14/08/2017

COMMENT FABRIQUER DE LA PRECARITE

Comment on fabrique de la précarité à Genève

 Il parait qu’il faut mieux être un animal qu’un humain à Genève.  C’est sans doute pour cela que nos amies les bêtes sont mieux considérées que les humains. S’il vous arrive de regretter de faire partie de la race humaine achetez- donc un collier et une laisse, marchez à quatre pattes et priez pour que votre âme soit un tantinet plus joyeuse que la moyenne de la population, sinon, il vous en cuira. Vous pouvez aussi comme votre ami animal faire une fugue, mordre votre voisin, faire un tintamarre du diable, pisser en dehors des clous, faire de votre voix la voix de Genève, mais surtout comme nous disent si bien nos éducateurs de vie ne jamais lever la patte sur celui qui vous donne votre pitance quotidienne. Que dieu sauve notre bon maître !

Depuis le temps, j’ai compris la nécessité de plaire pour passer entre les gouttes. Dès fois, j’ai l’impression que c’est l’animal qui est en moi, qui nourrit les espoirs de son bon et seigneur de maître. Je crois que sans mon amour, le seigneur succomberait à la dépression.

Mais passant, le maître à ses prérogatives que l’esclave n’a sans doute pas ou ne maîtrise pas assez pour mettre à terre son maître.

Le temps est une dentelle, il faut savoir saisir le bon moment pour se carapater de l’enclos.

Genève, une ville refuge pour les banquiers et les riches, la populace fait office de décors pour que les plus fortunés de la planète ne se sentent pas seuls. Il faut bien qu’une fortune se mesure. Et comment se mesure-t-elle cette bonne fortune ?

Elle se mesure à l’empreinte qu’elle laisse sur la route… plus on devient riche, plus il y a de pauvres et plus il y a de pauvres et plus en se sent puissant et riche. La richesse ne vient pas seul comme ça d’un coup de baguette, Il faut bien prendre l’argent dans la poche de quelqu’un. Ce quelqu’un, c’est vous, c’est nous, c’est toi, c’est moi, c’est nos impôts, notre travail, nos retraites.
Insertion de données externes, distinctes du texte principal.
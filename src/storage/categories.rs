//! Category repository for JSON storage
//!
//! Manages loading and saving the category list to categories.json

use std::path::PathBuf;
use std::sync::RwLock;

use crate::error::SpendError;
use crate::models::{find_category, Category};

use super::file_io::{read_json, write_json_atomic};

/// Serializable category data structure
#[derive(Debug, Clone, Default, serde::Serialize, serde::Deserialize)]
pub struct CategoryData {
    pub categories: Vec<Category>,
}

/// Repository for the ordered category list
pub struct CategoryRepository {
    path: PathBuf,
    categories: RwLock<Vec<Category>>,
}

impl CategoryRepository {
    pub fn new(path: PathBuf) -> Self {
        Self {
            path,
            categories: RwLock::new(Vec::new()),
        }
    }

    /// Load categories from disk
    pub fn load(&self) -> Result<(), SpendError> {
        let file_data: CategoryData = read_json(&self.path)?;

        let mut categories = self
            .categories
            .write()
            .map_err(|e| SpendError::Storage(format!("Failed to acquire write lock: {}", e)))?;

        *categories = file_data.categories;
        Ok(())
    }

    /// Save categories to disk
    pub fn save(&self) -> Result<(), SpendError> {
        let categories = self.get_all()?;
        write_json_atomic(&self.path, &CategoryData { categories })
    }

    /// All categories in list order
    pub fn get_all(&self) -> Result<Vec<Category>, SpendError> {
        let categories = self
            .categories
            .read()
            .map_err(|e| SpendError::Storage(format!("Failed to acquire read lock: {}", e)))?;

        Ok(categories.clone())
    }

    /// Get a category by name (case-insensitive)
    pub fn get_by_name(&self, name: &str) -> Result<Option<Category>, SpendError> {
        let categories = self
            .categories
            .read()
            .map_err(|e| SpendError::Storage(format!("Failed to acquire read lock: {}", e)))?;

        Ok(find_category(&categories, name).cloned())
    }

    /// Append a category to the end of the list
    pub fn push(&self, category: Category) -> Result<(), SpendError> {
        let mut categories = self
            .categories
            .write()
            .map_err(|e| SpendError::Storage(format!("Failed to acquire write lock: {}", e)))?;

        categories.push(category);
        Ok(())
    }

    /// Remove a category by name, returning whether it existed
    pub fn delete(&self, name: &str) -> Result<bool, SpendError> {
        let mut categories = self
            .categories
            .write()
            .map_err(|e| SpendError::Storage(format!("Failed to acquire write lock: {}", e)))?;

        let before = categories.len();
        categories.retain(|c| !c.is_named(name));
        Ok(categories.len() != before)
    }

    pub fn count(&self) -> Result<usize, SpendError> {
        let categories = self
            .categories
            .read()
            .map_err(|e| SpendError::Storage(format!("Failed to acquire read lock: {}", e)))?;
        Ok(categories.len())
    }
}

#[cfg(test)]
mod tests {
    use super::*;
    use tempfile::TempDir;

    fn create_test_repo() -> (TempDir, CategoryRepository) {
        let temp_dir = TempDir::new().unwrap();
        let path = temp_dir.path().join("categories.json");
        let repo = CategoryRepository::new(path);
        (temp_dir, repo)
    }

    #[test]
    fn test_empty_load() {
        let (_temp_dir, repo) = create_test_repo();
        repo.load().unwrap();
        assert_eq!(repo.count().unwrap(), 0);
    }

    #[test]
    fn test_order_kept_across_save() {
        let (temp_dir, repo) = create_test_repo();
        for name in ["Rent", "Food", "Other"] {
            repo.push(Category::new(name)).unwrap();
        }
        repo.save().unwrap();

        let repo2 = CategoryRepository::new(temp_dir.path().join("categories.json"));
        repo2.load().unwrap();
        let names: Vec<_> = repo2.get_all().unwrap().into_iter().map(|c| c.name).collect();
        assert_eq!(names, vec!["Rent", "Food", "Other"]);
    }

    #[test]
    fn test_get_by_name() {
        let (_temp_dir, repo) = create_test_repo();
        repo.push(Category::new("Food")).unwrap();

        assert!(repo.get_by_name("food").unwrap().is_some());
        assert!(repo.get_by_name("Travel").unwrap().is_none());
    }

    #[test]
    fn test_delete() {
        let (_temp_dir, repo) = create_test_repo();
        repo.push(Category::new("Food")).unwrap();

        assert!(repo.delete("FOOD").unwrap());
        assert!(!repo.delete("Food").unwrap());
    }
}
//! CSV export of transactions

use std::io::Write;

use serde::Serialize;

use crate::error::SpendResult;
use crate::models::Transaction;

#[derive(Serialize)]
struct TransactionRecord<'a> {
    id: String,
    date: String,
    description: &'a str,
    category: &'a str,
    amount: String,
}

impl<'a> From<&'a Transaction> for TransactionRecord<'a> {
    fn from(txn: &'a Transaction) -> Self {
        Self {
            id: txn.id.as_uuid().to_string(),
            date: txn.date.format("%Y-%m-%d").to_string(),
            description: &txn.description,
            category: &txn.category,
            amount: txn.amount.format_with_symbol(""),
        }
    }
}

/// Write transactions as CSV with a header row
///
/// Returns the number of data rows written.
pub fn export_transactions_csv<W: Write>(
    transactions: &[Transaction],
    writer: W,
) -> SpendResult<usize> {
    let mut csv_writer = ::csv::Writer::from_writer(writer);

    if transactions.is_empty() {
        csv_writer.write_record(["id", "date", "description", "category", "amount"])?;
    }
    for txn in transactions {
        csv_writer.serialize(TransactionRecord::from(txn))?;
    }

    csv_writer.flush()?;
    Ok(transactions.len())
}

#[cfg(test)]
mod tests {
    use super::*;
    use crate::models::Money;
    use chrono::NaiveDate;

    #[test]
    fn test_export_transactions() {
        let txn = Transaction::new(
            Money::from_cents(1250),
            "Lunch, with friends",
            NaiveDate::from_ymd_opt(2024, 5, 1).unwrap(),
            "Food",
        );
        let mut buffer = Vec::new();

        let rows = export_transactions_csv(&[txn.clone()], &mut buffer).unwrap();
        let output = String::from_utf8(buffer).unwrap();
        let lines: Vec<_> = output.lines().collect();

        assert_eq!(rows, 1);
        assert_eq!(lines[0], "id,date,description,category,amount");
        assert_eq!(
            lines[1],
            format!("{},2024-05-01,\"Lunch, with friends\",Food,12.50", txn.id.as_uuid())
        );
    }

    #[test]
    fn test_export_empty_writes_header() {
        let mut buffer = Vec::new();
        assert_eq!(export_transactions_csv(&[], &mut buffer).unwrap(), 0);
        assert_eq!(
            String::from_utf8(buffer).unwrap(),
            "id,date,description,category,amount\n"
        );
    }
}
//! Budget model
//!
//! A budget is a monthly spending cap for one category. The comparison view
//! assumes one budget per category but nothing enforces it.

use chrono::{DateTime, Utc};
use serde::{Deserialize, Serialize};
use std::fmt;

use super::ids::BudgetId;
use super::money::Money;

/// A monthly cap on spending in a category
#[derive(Debug, Clone, PartialEq, Serialize, Deserialize)]
pub struct Budget {
    /// Unique identifier
    pub id: BudgetId,

    /// Category name this budget caps
    pub category: String,

    /// Monthly cap
    pub amount: Money,

    /// When the budget was created
    pub created_at: DateTime<Utc>,

    /// When the budget was last modified
    pub updated_at: DateTime<Utc>,
}

impl Budget {
    /// Create a new budget
    pub fn new(category: impl Into<String>, amount: Money) -> Self {
        let now = Utc::now();
        Self {
            id: BudgetId::new(),
            category: category.into(),
            amount,
            created_at: now,
            updated_at: now,
        }
    }

    /// Set the monthly cap
    pub fn set_amount(&mut self, amount: Money) {
        self.amount = amount;
        self.updated_at = Utc::now();
    }

    /// Validate the budget
    pub fn validate(&self) -> Result<(), BudgetValidationError> {
        if !self.amount.is_positive() {
            return Err(BudgetValidationError::NonPositiveAmount);
        }

        if self.category.trim().is_empty() {
            return Err(BudgetValidationError::EmptyCategory);
        }

        Ok(())
    }
}

impl fmt::Display for Budget {
    fn fmt(&self, f: &mut fmt::Formatter<'_>) -> fmt::Result {
        write!(f, "{}: {} per month", self.category, self.amount)
    }
}

/// Validation errors for budgets
#[derive(Debug, Clone, PartialEq, Eq)]
pub enum BudgetValidationError {
    NonPositiveAmount,
    EmptyCategory,
}

impl fmt::Display for BudgetValidationError {
    fn fmt(&self, f: &mut fmt::Formatter<'_>) -> fmt::Result {
        match self {
            Self::NonPositiveAmount => write!(f, "Budget amount must be positive"),
            Self::EmptyCategory => write!(f, "Budget category cannot be empty"),
        }
    }
}

impl std::error::Error for BudgetValidationError {}

#[cfg(test)]
mod tests {
    use super::*;

    #[test]
    fn test_new_budget() {
        let budget = Budget::new("Food", Money::from_dollars(70));
        assert_eq!(budget.category, "Food");
        assert_eq!(budget.amount.cents(), 7000);
        assert!(budget.validate().is_ok());
        assert_eq!(budget.to_string(), "Food: $70.00 per month");
    }

    #[test]
    fn test_validation() {
        let budget = Budget::new("Food", Money::zero());
        assert_eq!(
            budget.validate(),
            Err(BudgetValidationError::NonPositiveAmount)
        );

        let budget = Budget::new(" ", Money::from_dollars(10));
        assert_eq!(budget.validate(), Err(BudgetValidationError::EmptyCategory));
    }

    #[test]
    fn test_set_amount() {
        let mut budget = Budget::new("Food", Money::from_dollars(70));
        budget.set_amount(Money::from_dollars(90));
        assert_eq!(budget.amount, Money::from_dollars(90));
        assert!(budget.updated_at >= budget.created_at);
    }
}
Et pour ce faire, il faut fabriquer des pauvres, il faut qu’il en ait assez pour que l’on détourne le regard, que l’on y prête plus attention.   du coup, cela laisse le champ libre à la spéculation et au bidouillage. Chez les donneurs de leçons sur la précarité, qui nous assomment à coup de sondages et de chiffres tout va bien. Derrière leur petite lunette ronde et leur bureau, nos technocrates ont inventé le gain potentiel estimé.  Il faut que je vous explique : disant que vous ne gagné que 1700.CHF par mois, on va vous calculer 3300.CHF de gain potentiel par mois, donc un gain que vous auriez peut-être pu gagner si vous avez travaillé plus, mais que vous n’avez pas, mais qui retiendra l’esprit de nos législateurs, ces hommes de loi qui nous pondent des œufs pas aux pesticides, mais aux bombes à retardement.  Ils nous sortent de leur bonne mallette la vieille recette qui consiste à gonfler le revenu pour faire valoir leur refus d’aide, pas de prestations complémentaires pour les retraités et pas d’aide sociale pour le démunis, le maître et dieu Poggia sauve la république. C’est la fable de la fontaine la grenouille et le bœuf appliquée à l’humain et à grande échelle. Vous pouvez toujours enfler, vous ne pourrez pas atteindre la grosseur du bœuf... d’où explosion de la précarité à Genève.  C’est aussi simple que cela, gonfler les chiffres, gonfler les mesures pour restreindre la dépense, c’est le règne de l’économie sur l’humain, le règne de l’animal politique sur les sujets de la république.                                                                                  

je vais peut-être me mettre à devenir un animal, pas un animal domestique, de compagnie, un vrai de vrai, un de ceux qui mordent, de ceux qui pissent hors des clous, qui cherchent le vent de la liberté pour devenir des loups.

je vais peut-être revenir aux fondamentaux de la révolte ouvrière en squattant un bout de trottoir devant de la façade du SPC [ Service de la Préférence Cantonale] dès la rentrée pour faire le buzz. Je veux moi aussi faire ma rentrée politique avant les votations de 24 septembre. Je veux m'appuyer sur le droit de vivre debout.  Et comme dit la chanson" qui m'aime me suive et que les autres aillent mourir".